[Extracted records]
_____

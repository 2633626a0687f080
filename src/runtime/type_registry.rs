//! Type registry for dynamic channel creation

use super::sender::{ChannelMessage, Sender};
use crossbeam_channel::{Sender as CrossbeamSender, bounded};
use std::any::{Any, TypeId};
use std::collections::HashMap;
use std::sync::{Arc, Mutex};

type ChannelCreatorFn = Box<dyn Fn(usize) -> (Box<dyn Any + Send>, Box<dyn Any + Send>) + Send + Sync>;
type OutputWrapperFn = Box<dyn Fn(Vec<Box<dyn Any + Send>>) -> Option<Box<dyn Any + Send>> + Send + Sync>;

/// Creates typed channels and broadcast senders from a `TypeId`
pub(crate) struct TypeRegistry {
    channel_creators: HashMap<TypeId, ChannelCreatorFn>,
    output_wrappers: HashMap<TypeId, OutputWrapperFn>,
}

impl TypeRegistry {
    fn new() -> Self {
        Self {
            channel_creators: HashMap::new(),
            output_wrappers: HashMap::new(),
        }
    }

    fn register<T: 'static + Send + Clone>(&mut self) {
        let type_id = TypeId::of::<T>();

        // Channels carry ChannelMessage<T> internally
        self.channel_creators.insert(
            type_id,
            Box::new(|buffer_size: usize| {
                let (tx, rx) = bounded::<ChannelMessage<T>>(buffer_size);
                (
                    Box::new(tx) as Box<dyn Any + Send>,
                    Box::new(rx) as Box<dyn Any + Send>,
                )
            }),
        );

        // Fan all senders of one output port into a single broadcast Sender
        self.output_wrappers.insert(
            type_id,
            Box::new(|senders: Vec<Box<dyn Any + Send>>| {
                let typed = senders
                    .into_iter()
                    .map(|s| s.downcast::<CrossbeamSender<ChannelMessage<T>>>().ok().map(|tx| *tx))
                    .collect::<Option<Vec<_>>>()?;
                Some(Box::new(Sender::new(typed)) as Box<dyn Any + Send>)
            }),
        );
    }

    pub(crate) fn create_channel(
        &self,
        type_id: TypeId,
        buffer_size: usize,
    ) -> Option<(Box<dyn Any + Send>, Box<dyn Any + Send>)> {
        self.channel_creators.get(&type_id).map(|creator| creator(buffer_size))
    }

    pub(crate) fn wrap_output(
        &self,
        type_id: TypeId,
        senders: Vec<Box<dyn Any + Send>>,
    ) -> Option<Box<dyn Any + Send>> {
        self.output_wrappers.get(&type_id).and_then(|wrap| wrap(senders))
    }
}

lazy_static::lazy_static! {
    pub(crate) static ref TYPE_REGISTRY: Arc<Mutex<TypeRegistry>> = {
        let mut registry = TypeRegistry::new();

        use crate::nodes::decoders::{Annotation, SpiPacket};
        use crate::runtime::sample::{LogicSample, Sample};
        registry.register::<Sample>();
        registry.register::<LogicSample>();
        registry.register::<SpiPacket>();
        registry.register::<Annotation>();

        Arc::new(Mutex::new(registry))
    };
}

/// Register a custom type for use in pipelines
/// Call this before building pipelines that use custom types
pub fn register_type<T: 'static + Send + Clone>() {
    TYPE_REGISTRY.lock().unwrap().register::<T>();
}

#[cfg(test)]
mod tests {
    use super::*;

    #[test]
    fn test_builtin_types_registered() {
        use crate::nodes::decoders::Annotation;
        let registry = TYPE_REGISTRY.lock().unwrap();
        assert!(registry.create_channel(TypeId::of::<Annotation>(), 4).is_some());
        assert!(registry.create_channel(TypeId::of::<String>(), 4).is_none());
    }

    #[test]
    fn test_wrap_output_rejects_wrong_sender_type() {
        register_type::<u16>();
        let registry = TYPE_REGISTRY.lock().unwrap();
        let (tx, _rx) = registry.create_channel(TypeId::of::<u16>(), 4).unwrap();
        assert!(registry.wrap_output(TypeId::of::<u16>(), vec![tx]).is_some());

        let bogus: Box<dyn Any + Send> = Box::new(0u8);
        assert!(registry.wrap_output(TypeId::of::<u16>(), vec![bogus]).is_none());
    }
}
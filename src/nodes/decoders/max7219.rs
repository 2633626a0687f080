//! MAX7219/MAX7221 LED display driver decoder
//!
//! Each write is two 8-bit words while chip select is asserted: a register
//! address followed by its value. Addresses 1..=8 are the digit registers.

use super::types::{Annotation, AnnotationKind, SpiPacket, SpiWord};
use crate::runtime::node::{InputPort, OutputPort, ProcessNode, WorkError, WorkResult};
use crate::runtime::ports::{PortDirection, PortSchema};
use crate::runtime::stream::{Sink, Source};
use std::collections::VecDeque;
use tracing::debug;

/// Name and value rendering of a control register
fn control_register(addr: u8, value: u8) -> Option<(&'static str, String)> {
    Some(match addr {
        0x00 => ("No-op", String::new()),
        0x09 => ("Decode", format!("0b{:08b}", value)),
        0x0A => (
            "Intensity",
            match value & 0x0F {
                0 => "min".to_string(),
                15 => "max".to_string(),
                level => level.to_string(),
            },
        ),
        0x0B => ("Scan limit", (u16::from(value) + 1).to_string()),
        0x0C => ("Shutdown", if value != 0 { "off" } else { "on" }.to_string()),
        0x0F => ("Display test", if value != 0 { "on" } else { "off" }.to_string()),
        _ => return None,
    })
}

/// MAX7219 decoder node
///
/// Input: SpiPacket events (Data and CsChange)
/// Output: Annotation events
pub struct Max7219Decoder {
    name: String,
    cs_asserted: bool,
    cs_start: u64,
    /// Words seen since chip select was asserted
    pos: usize,
    address: Option<SpiWord>,
    buffer: VecDeque<SpiPacket>,
}

impl Max7219Decoder {
    pub fn new() -> Self {
        Self {
            name: "max7219".to_string(),
            cs_asserted: false,
            cs_start: 0,
            pos: 0,
            address: None,
            buffer: VecDeque::new(),
        }
    }

    /// With custom name
    pub fn with_name(mut self, name: impl Into<String>) -> Self {
        self.name = name.into();
        self
    }

    /// Decode every packet from `source` until it is exhausted
    pub fn decode<S, K>(&mut self, source: &mut S, out: &mut K) -> WorkResult
    where
        S: Source<SpiPacket>,
        K: Sink<Annotation>,
    {
        loop {
            let packet = match source.recv() {
                Ok(packet) => packet,
                Err(WorkError::Shutdown) => return Ok(()),
                Err(e) => return Err(e),
            };
            self.feed(&packet, out)?;
        }
    }

    /// Decode one packet; whole transfers are ignored
    pub fn feed<K: Sink<Annotation>>(&mut self, packet: &SpiPacket, out: &mut K) -> WorkResult {
        match *packet {
            SpiPacket::Data { mosi, .. } => self.data(mosi, out),
            SpiPacket::CsChange {
                active,
                start_time,
                end_time,
            } => self.cs_change(active, start_time, end_time, out),
            SpiPacket::Transfer { .. } => Ok(()),
        }
    }

    fn data<K: Sink<Annotation>>(&mut self, word: SpiWord, out: &mut K) -> WorkResult {
        if !self.cs_asserted {
            return Ok(());
        }

        match (self.pos, self.address) {
            (0, _) => self.address = Some(word),
            (1, Some(addr)) => {
                let (start, end) = (addr.start_time, word.end_time);
                let annotation = match (addr.value, control_register(addr.value, word.value)) {
                    (digit @ 1..=8, _) => Annotation::new(
                        AnnotationKind::Field,
                        "digit",
                        start,
                        end,
                        vec![format!("Digit {}: {:02X}", digit, word.value)],
                    ),
                    (_, Some((name, value))) => Annotation::new(
                        AnnotationKind::Field,
                        "register",
                        start,
                        end,
                        vec![format!("{}: {}", name, value)],
                    ),
                    (unknown, None) => {
                        Annotation::warning(start, end, format!("Unknown register {:02X}", unknown))
                    }
                };
                out.emit(annotation)?;
            }
            _ => {}
        }

        self.pos += 1;
        Ok(())
    }

    fn cs_change<K: Sink<Annotation>>(
        &mut self,
        active: bool,
        start_time: u64,
        end_time: u64,
        out: &mut K,
    ) -> WorkResult {
        self.cs_asserted = active;
        if active {
            self.pos = 0;
            self.address = None;
            self.cs_start = start_time;
            return Ok(());
        }

        // pos 0 is a CS glitch, not worth a warning
        let warning = match self.pos {
            1 => "Short write",
            n if n > 2 => "Overlong write",
            _ => return Ok(()),
        };
        debug!("[{}] {} ({} words)", self.name, warning, self.pos);
        out.emit(Annotation::warning(self.cs_start, end_time, warning))
    }
}

impl Default for Max7219Decoder {
    fn default() -> Self {
        Self::new()
    }
}

impl ProcessNode for Max7219Decoder {
    fn name(&self) -> &str {
        &self.name
    }

    fn num_inputs(&self) -> usize {
        1
    }

    fn num_outputs(&self) -> usize {
        1
    }

    fn input_schema(&self) -> Vec<PortSchema> {
        vec![PortSchema::new::<SpiPacket>("spi", 0, PortDirection::Input)]
    }

    fn output_schema(&self) -> Vec<PortSchema> {
        vec![PortSchema::new::<Annotation>("annotations", 0, PortDirection::Output)]
    }

    fn work(&mut self, inputs: &[InputPort], outputs: &[OutputPort]) -> WorkResult<usize> {
        let packet = inputs
            .first()
            .and_then(|p| p.get::<SpiPacket>(&mut self.buffer))
            .ok_or_else(|| WorkError::NodeError("Missing SPI input".into()))?
            .recv()?;
        let mut output = outputs
            .first()
            .and_then(|p| p.get::<Annotation>())
            .ok_or_else(|| WorkError::NodeError("Missing annotation output".into()))?;

        self.feed(&packet, &mut output)?;
        Ok(1)
    }
}

#[cfg(test)]
mod tests {
    use super::*;

    /// CS window containing the given words, 8 samples per word
    fn write(t: u64, values: &[u8]) -> Vec<SpiPacket> {
        let mut packets = vec![SpiPacket::CsChange {
            active: true,
            start_time: t,
            end_time: t,
        }];
        let mut end = t;
        for (i, &v) in values.iter().enumerate() {
            let start = t + 1 + i as u64 * 8;
            end = start + 8;
            packets.push(SpiPacket::Data {
                mosi: SpiWord::new(v, start, end),
                miso: None,
            });
        }
        packets.push(SpiPacket::CsChange {
            active: false,
            start_time: end + 1,
            end_time: end + 1,
        });
        packets
    }

    fn run(packets: Vec<SpiPacket>) -> Vec<Annotation> {
        let mut source: VecDeque<_> = packets.into();
        let mut out = Vec::new();
        Max7219Decoder::new().decode(&mut source, &mut out).unwrap();
        out
    }

    fn texts(out: &[Annotation]) -> Vec<&str> {
        out.iter().map(|a| a.text()).collect()
    }

    #[test]
    fn test_registers() {
        let packets = [
            write(0, &[0x09, 0xFF]),
            write(100, &[0x0A, 0x00]),
            write(200, &[0x0A, 0x07]),
            write(300, &[0x0A, 0x0F]),
            write(400, &[0x0B, 0x07]),
            write(500, &[0x0C, 0x01]),
            write(600, &[0x0F, 0x00]),
            write(700, &[0x00, 0x00]),
        ]
        .concat();

        assert_eq!(
            texts(&run(packets)),
            vec![
                "Decode: 0b11111111",
                "Intensity: min",
                "Intensity: 7",
                "Intensity: max",
                "Scan limit: 8",
                "Shutdown: off",
                "Display test: off",
                "No-op: ",
            ]
        );
    }

    #[test]
    fn test_digit_spans_address_and_value() {
        let out = run(write(10, &[0x03, 0x7E]));

        assert_eq!(texts(&out), vec!["Digit 3: 7E"]);
        assert_eq!(out[0].class, "digit");
        assert_eq!((out[0].start_time, out[0].end_time), (11, 27));
    }

    #[test]
    fn test_unknown_register() {
        let out = run(write(0, &[0x0D, 0x01]));
        assert_eq!(texts(&out), vec!["Unknown register 0D"]);
        assert!(out[0].is_warning());
    }

    #[test]
    fn test_short_and_overlong_writes() {
        let packets = [write(0, &[0x01]), write(100, &[]), write(200, &[0x01, 0x02, 0x03])].concat();
        let out = run(packets);

        assert_eq!(texts(&out), vec!["Short write", "Digit 1: 02", "Overlong write"]);
        assert_eq!(out[0].start_time, 0);
        assert_eq!(out[2].start_time, 200);
    }

    #[test]
    fn test_words_outside_cs_are_ignored() {
        let out = run(vec![SpiPacket::Data {
            mosi: SpiWord::new(0x01, 0, 8),
            miso: None,
        }]);
        assert!(out.is_empty());
    }
}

_____

Transcribe the records above from the line holding "TYPE_REGISTRY.lock().unwrap().register::<T>();" down to the line holding "use tracing::debug;", inclusive, without adding anything.

    TYPE_REGISTRY.lock().unwrap().register::<T>();
}

#[cfg(test)]
mod tests {
    use super::*;

    #[test]
    fn test_builtin_types_registered() {
        use crate::nodes::decoders::Annotation;
        let registry = TYPE_REGISTRY.lock().unwrap();
        assert!(registry.create_channel(TypeId::of::<Annotation>(), 4).is_some());
        assert!(registry.create_channel(TypeId::of::<String>(), 4).is_none());
    }

    #[test]
    fn test_wrap_output_rejects_wrong_sender_type() {
        register_type::<u16>();
        let registry = TYPE_REGISTRY.lock().unwrap();
        let (tx, _rx) = registry.create_channel(TypeId::of::<u16>(), 4).unwrap();
        assert!(registry.wrap_output(TypeId::of::<u16>(), vec![tx]).is_some());

        let bogus: Box<dyn Any + Send> = Box::new(0u8);
        assert!(registry.wrap_output(TypeId::of::<u16>(), vec![bogus]).is_none());
    }
}
filename src/nodes/decoders/max7219.rs
repository 2633626a0687f080
//! MAX7219/MAX7221 LED display driver decoder
//!
//! Each write is two 8-bit words while chip select is asserted: a register
//! address followed by its value. Addresses 1..=8 are the digit registers.

use super::types::{Annotation, AnnotationKind, SpiPacket, SpiWord};
use crate::runtime::node::{InputPort, OutputPort, ProcessNode, WorkError, WorkResult};
use crate::runtime::ports::{PortDirection, PortSchema};
use crate::runtime::stream::{Sink, Source};
use std::collections::VecDeque;
use tracing::debug;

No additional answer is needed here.